The appellant pay two-thirds of the respondent’s costs of Appeal No EA 37 of 2009 as agreed and failing agreement as assessed under Chapter 19 of the Family Law Rules 2004.
IT IS NOTED that publication of this judgment under the pseudonym Aldridge & Keaton (Costs) is approved pursuant to s 121(9)(g) of the Family Law Act 1975 (Cth).
| THE FULL COURT OF THE FAMILY COURT OF AUSTRALIA AT SYDNEY |
Appeal Number: EA 22 of 2009; EA 37 of 2009
File Number: SYC 3130 of 2008
| Ms Aldridge |
Appellant
And
| Ms Keaton |
Respondent
REASONS FOR JUDGMENT
Introduction
On 22 December 2009 we published our reasons for judgment and dismissed the mother’s appeal against orders made by Chief Federal Magistrate Pascoe on 9 February 2009. We concluded there was no appealable error in the Chief Federal Magistrate’s orders which provided for the applicant, Ms Keaton, to spend time with the child, B.
Prior to hearing the substantive appeal we heard an appeal against the Chief Federal Magistrate’s refusal to stay Order 1 of the parenting orders pending determination of the substantive appeal.
We delivered our reasons in respect of the stay appeal on 19 June 2009 and dismissed that appeal. At the same time we made the following order:
(2)That the respondent’s costs be reserved and dealt with at the same time the Full Court deals with the costs of the substantive appeal.
In our orders made on 22 December 2009 we provided a timetable for the filing of written submissions in respect of the costs of the appeal.
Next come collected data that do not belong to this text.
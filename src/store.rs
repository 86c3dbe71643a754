//! Interfaces to the external data-access and persistence collaborators
//!
//! The engine itself only ever sees in-memory data. These traits describe
//! what the surrounding system (a REST-backed database in production) must
//! supply and accept; the in-memory implementations back the CLI and the
//! test suite.

use crate::error::Result;
use crate::types::{GameId, GameRecord, PlayerId, PlayerRating, RatingHistoryRecord};
use std::collections::HashMap;
use std::sync::RwLock;

/// Supplies the chronologically ordered game history
pub trait GameSource: Send + Sync {
    /// All games, sorted ascending by game id
    fn games(&self) -> Result<Vec<GameRecord>>;

    /// Games with an id strictly greater than `watermark`, sorted ascending
    fn games_after(&self, watermark: GameId) -> Result<Vec<GameRecord>>;
}

/// Persists rating history records and the current-rating snapshot
pub trait RatingStore: Send + Sync {
    /// Load the last persisted `player -> rating` snapshot
    fn load_snapshot(&self) -> Result<HashMap<PlayerId, PlayerRating>>;

    /// Drop all stored history (precedes a full recompute)
    fn clear_history(&self) -> Result<()>;

    /// Append a batch of history records
    fn store_history(&self, records: &[RatingHistoryRecord]) -> Result<()>;

    /// Replace the persisted snapshot
    fn store_snapshot(&self, snapshot: &HashMap<PlayerId, PlayerRating>) -> Result<()>;
}

/// Game source over a pre-loaded, sorted game list
#[derive(Debug, Default)]
pub struct InMemoryGameSource {
    games: Vec<GameRecord>,
}

impl InMemoryGameSource {
    /// Wrap a game list, sorting it ascending by game id
    pub fn new(mut games: Vec<GameRecord>) -> Self {
        games.sort_by_key(|g| g.game_id);
        Self { games }
    }
}

impl GameSource for InMemoryGameSource {
    fn games(&self) -> Result<Vec<GameRecord>> {
        Ok(self.games.clone())
    }

    fn games_after(&self, watermark: GameId) -> Result<Vec<GameRecord>> {
        Ok(self
            .games
            .iter()
            .filter(|g| g.game_id > watermark)
            .cloned()
            .collect())
    }
}

/// In-memory rating store
#[derive(Debug, Default)]
pub struct InMemoryRatingStore {
    snapshot: RwLock<HashMap<PlayerId, PlayerRating>>,
    history: RwLock<Vec<RatingHistoryRecord>>,
}

impl InMemoryRatingStore {
    pub fn new() -> Self {
        Self::default()
    }

    /// Seed the snapshot (for tests and incremental-mode setup)
    pub fn preset_snapshot(&self, snapshot: HashMap<PlayerId, PlayerRating>) -> Result<()> {
        let mut guard = self
            .snapshot
            .write()
            .map_err(|_| anyhow::anyhow!("snapshot lock poisoned"))?;
        *guard = snapshot;
        Ok(())
    }

    /// All stored history records, in insertion order
    pub fn history(&self) -> Result<Vec<RatingHistoryRecord>> {
        let guard = self
            .history
            .read()
            .map_err(|_| anyhow::anyhow!("history lock poisoned"))?;
        Ok(guard.clone())
    }
}

impl RatingStore for InMemoryRatingStore {
    fn load_snapshot(&self) -> Result<HashMap<PlayerId, PlayerRating>> {
        let guard = self
            .snapshot
            .read()
            .map_err(|_| anyhow::anyhow!("snapshot lock poisoned"))?;
        Ok(guard.clone())
    }

    fn clear_history(&self) -> Result<()> {
        let mut guard = self
            .history
            .write()
            .map_err(|_| anyhow::anyhow!("history lock poisoned"))?;
        guard.clear();
        Ok(())
    }

    fn store_history(&self, records: &[RatingHistoryRecord]) -> Result<()> {
        let mut guard = self
            .history
            .write()
            .map_err(|_| anyhow::anyhow!("history lock poisoned"))?;
        guard.extend_from_slice(records);
        Ok(())
    }

    fn store_snapshot(&self, snapshot: &HashMap<PlayerId, PlayerRating>) -> Result<()> {
        let mut guard = self
            .snapshot
            .write()
            .map_err(|_| anyhow::anyhow!("snapshot lock poisoned"))?;
        *guard = snapshot.clone();
        Ok(())
    }
}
Our order was as follows:
(2)The parties are at liberty to file written submissions with regard to the costs of the appeal in accordance with the following timetable:
(a)on behalf of the appellant within 21 days of the date hereof;
(b)on behalf of the respondent in response thereto within 21 days thereafter;
(c)on behalf of the appellant in reply thereto within seven days thereafter; and
(d)that each submission have endorsed on the cover sheet the date on which a copy of that submission was served on the other party.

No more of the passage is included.